Prompt: Your task is to gather the lines below that hold the string "enum".

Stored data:
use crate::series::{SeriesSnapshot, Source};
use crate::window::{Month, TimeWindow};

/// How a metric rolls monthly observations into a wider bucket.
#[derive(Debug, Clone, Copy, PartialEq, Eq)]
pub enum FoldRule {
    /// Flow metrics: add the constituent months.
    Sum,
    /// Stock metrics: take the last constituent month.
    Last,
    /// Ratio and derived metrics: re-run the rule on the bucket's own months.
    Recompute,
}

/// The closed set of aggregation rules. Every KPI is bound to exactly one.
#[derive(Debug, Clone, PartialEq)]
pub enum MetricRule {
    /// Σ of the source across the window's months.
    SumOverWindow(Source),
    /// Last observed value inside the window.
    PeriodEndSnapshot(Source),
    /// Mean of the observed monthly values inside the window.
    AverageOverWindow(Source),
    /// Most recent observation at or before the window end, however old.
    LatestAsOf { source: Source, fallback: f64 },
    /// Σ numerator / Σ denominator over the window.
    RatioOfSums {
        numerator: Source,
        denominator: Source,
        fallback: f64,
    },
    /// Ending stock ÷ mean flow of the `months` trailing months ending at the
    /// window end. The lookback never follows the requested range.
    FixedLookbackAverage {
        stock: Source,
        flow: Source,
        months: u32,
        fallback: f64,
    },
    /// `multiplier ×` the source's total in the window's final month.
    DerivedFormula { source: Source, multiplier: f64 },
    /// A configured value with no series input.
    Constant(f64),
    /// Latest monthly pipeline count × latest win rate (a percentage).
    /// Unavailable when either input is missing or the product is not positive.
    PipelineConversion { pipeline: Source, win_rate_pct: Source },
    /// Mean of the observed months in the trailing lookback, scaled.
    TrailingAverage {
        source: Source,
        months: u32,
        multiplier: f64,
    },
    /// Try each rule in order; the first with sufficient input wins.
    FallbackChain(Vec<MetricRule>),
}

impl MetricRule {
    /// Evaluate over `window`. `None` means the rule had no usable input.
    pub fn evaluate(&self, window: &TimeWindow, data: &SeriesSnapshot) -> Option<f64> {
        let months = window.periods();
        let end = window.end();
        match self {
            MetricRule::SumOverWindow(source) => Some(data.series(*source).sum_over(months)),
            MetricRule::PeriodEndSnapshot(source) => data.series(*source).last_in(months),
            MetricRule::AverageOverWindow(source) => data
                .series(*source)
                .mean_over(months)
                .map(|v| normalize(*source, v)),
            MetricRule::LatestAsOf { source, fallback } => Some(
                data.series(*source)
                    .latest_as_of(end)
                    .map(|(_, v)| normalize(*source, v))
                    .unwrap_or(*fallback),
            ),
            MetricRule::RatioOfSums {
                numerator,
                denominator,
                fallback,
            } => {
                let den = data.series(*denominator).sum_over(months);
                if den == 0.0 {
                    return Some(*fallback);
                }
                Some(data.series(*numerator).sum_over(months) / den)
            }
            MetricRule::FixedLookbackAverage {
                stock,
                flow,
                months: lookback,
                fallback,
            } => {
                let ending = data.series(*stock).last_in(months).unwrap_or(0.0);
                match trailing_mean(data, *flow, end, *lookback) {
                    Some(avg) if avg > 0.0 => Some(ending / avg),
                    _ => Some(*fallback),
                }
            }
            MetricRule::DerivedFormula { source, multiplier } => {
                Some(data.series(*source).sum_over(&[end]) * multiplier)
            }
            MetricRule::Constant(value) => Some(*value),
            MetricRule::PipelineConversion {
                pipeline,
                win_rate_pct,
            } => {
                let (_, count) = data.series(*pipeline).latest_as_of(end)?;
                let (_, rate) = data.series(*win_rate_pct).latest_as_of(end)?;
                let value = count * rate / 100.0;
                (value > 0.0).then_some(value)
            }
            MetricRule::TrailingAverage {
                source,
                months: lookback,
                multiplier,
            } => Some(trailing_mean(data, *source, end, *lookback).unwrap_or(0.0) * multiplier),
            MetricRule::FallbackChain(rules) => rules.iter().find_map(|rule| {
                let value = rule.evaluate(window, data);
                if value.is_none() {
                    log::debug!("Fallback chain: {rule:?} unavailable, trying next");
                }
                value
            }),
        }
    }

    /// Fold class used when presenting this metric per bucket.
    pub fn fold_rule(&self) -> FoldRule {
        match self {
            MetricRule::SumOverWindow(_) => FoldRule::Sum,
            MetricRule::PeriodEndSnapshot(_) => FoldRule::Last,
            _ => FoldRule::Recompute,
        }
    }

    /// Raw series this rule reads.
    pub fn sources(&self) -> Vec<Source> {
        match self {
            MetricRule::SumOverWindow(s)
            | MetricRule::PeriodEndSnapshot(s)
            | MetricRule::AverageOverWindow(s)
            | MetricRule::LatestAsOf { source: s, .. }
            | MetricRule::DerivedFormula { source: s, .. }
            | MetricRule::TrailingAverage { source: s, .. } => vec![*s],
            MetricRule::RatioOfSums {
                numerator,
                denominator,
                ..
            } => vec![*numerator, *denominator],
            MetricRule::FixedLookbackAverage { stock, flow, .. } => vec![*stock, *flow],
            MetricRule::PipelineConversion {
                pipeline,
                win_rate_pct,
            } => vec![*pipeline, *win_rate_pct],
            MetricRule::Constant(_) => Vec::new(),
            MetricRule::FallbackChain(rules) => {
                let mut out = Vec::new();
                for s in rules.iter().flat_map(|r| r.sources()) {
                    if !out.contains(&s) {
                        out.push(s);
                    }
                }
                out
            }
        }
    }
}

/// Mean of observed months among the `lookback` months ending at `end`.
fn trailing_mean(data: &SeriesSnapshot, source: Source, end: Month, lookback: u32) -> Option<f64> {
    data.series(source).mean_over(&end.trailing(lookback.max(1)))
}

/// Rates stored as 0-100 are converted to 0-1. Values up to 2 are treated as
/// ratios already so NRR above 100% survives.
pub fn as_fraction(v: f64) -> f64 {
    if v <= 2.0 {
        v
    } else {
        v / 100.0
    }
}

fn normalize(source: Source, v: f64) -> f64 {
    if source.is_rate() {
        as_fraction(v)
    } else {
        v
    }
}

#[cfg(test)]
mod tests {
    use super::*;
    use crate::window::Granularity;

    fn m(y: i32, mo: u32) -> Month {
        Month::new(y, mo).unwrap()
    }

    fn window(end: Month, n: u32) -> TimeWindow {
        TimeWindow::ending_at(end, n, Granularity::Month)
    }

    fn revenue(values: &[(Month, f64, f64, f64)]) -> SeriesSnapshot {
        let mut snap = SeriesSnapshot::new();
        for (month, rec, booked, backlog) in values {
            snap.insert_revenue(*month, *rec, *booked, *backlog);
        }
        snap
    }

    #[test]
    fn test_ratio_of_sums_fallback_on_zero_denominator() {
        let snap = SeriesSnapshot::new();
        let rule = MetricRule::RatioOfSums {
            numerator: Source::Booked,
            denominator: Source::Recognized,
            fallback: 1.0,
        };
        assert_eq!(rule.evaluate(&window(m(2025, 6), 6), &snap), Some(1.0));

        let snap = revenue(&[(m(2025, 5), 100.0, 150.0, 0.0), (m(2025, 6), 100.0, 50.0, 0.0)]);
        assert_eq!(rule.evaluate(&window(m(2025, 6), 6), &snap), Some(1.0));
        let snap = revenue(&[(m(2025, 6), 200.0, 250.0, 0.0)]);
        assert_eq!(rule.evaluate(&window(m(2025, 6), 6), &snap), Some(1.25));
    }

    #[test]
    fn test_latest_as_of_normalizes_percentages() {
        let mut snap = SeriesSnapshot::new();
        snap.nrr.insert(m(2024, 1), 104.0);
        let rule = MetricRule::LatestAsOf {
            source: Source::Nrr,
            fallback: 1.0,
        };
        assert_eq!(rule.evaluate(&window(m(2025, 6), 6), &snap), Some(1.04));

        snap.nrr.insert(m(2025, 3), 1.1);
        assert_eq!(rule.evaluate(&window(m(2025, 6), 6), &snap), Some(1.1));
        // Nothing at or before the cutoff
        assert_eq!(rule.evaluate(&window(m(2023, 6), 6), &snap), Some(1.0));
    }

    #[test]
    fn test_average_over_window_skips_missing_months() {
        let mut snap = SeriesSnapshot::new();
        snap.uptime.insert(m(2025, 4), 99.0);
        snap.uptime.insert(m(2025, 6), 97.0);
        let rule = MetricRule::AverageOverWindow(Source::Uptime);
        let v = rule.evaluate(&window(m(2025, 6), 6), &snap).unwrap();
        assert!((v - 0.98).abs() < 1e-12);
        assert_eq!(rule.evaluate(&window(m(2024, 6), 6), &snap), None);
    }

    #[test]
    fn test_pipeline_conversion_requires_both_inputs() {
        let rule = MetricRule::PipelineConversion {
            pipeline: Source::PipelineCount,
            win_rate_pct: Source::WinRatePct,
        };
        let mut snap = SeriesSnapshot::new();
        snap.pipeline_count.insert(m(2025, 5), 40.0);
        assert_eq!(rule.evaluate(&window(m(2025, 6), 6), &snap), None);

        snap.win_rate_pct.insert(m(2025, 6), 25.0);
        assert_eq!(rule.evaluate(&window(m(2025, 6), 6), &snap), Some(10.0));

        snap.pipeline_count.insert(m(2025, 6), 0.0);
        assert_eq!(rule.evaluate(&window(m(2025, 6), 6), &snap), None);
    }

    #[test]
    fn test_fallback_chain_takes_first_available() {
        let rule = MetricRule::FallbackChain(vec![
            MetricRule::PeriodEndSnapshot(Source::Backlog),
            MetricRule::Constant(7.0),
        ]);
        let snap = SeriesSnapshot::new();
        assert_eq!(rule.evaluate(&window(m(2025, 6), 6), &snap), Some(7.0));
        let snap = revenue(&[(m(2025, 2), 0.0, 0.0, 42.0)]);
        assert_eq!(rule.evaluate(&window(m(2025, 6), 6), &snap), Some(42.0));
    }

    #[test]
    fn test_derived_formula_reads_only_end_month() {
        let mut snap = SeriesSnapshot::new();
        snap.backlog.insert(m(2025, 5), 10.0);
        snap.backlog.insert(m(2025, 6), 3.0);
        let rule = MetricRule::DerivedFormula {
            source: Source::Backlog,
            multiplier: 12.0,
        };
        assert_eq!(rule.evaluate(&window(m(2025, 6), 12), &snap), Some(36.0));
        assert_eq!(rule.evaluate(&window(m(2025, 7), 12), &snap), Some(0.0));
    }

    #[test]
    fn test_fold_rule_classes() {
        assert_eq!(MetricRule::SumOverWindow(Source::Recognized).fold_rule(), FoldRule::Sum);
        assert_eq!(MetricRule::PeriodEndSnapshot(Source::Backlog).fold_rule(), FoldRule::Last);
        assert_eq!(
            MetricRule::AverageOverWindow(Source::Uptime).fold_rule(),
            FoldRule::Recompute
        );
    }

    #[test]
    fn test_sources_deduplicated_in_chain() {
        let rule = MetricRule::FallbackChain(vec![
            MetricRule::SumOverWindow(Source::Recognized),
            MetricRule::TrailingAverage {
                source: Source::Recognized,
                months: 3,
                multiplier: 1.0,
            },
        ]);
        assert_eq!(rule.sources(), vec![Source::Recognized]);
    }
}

Task output:
pub enum FoldRule {
pub enum MetricRule {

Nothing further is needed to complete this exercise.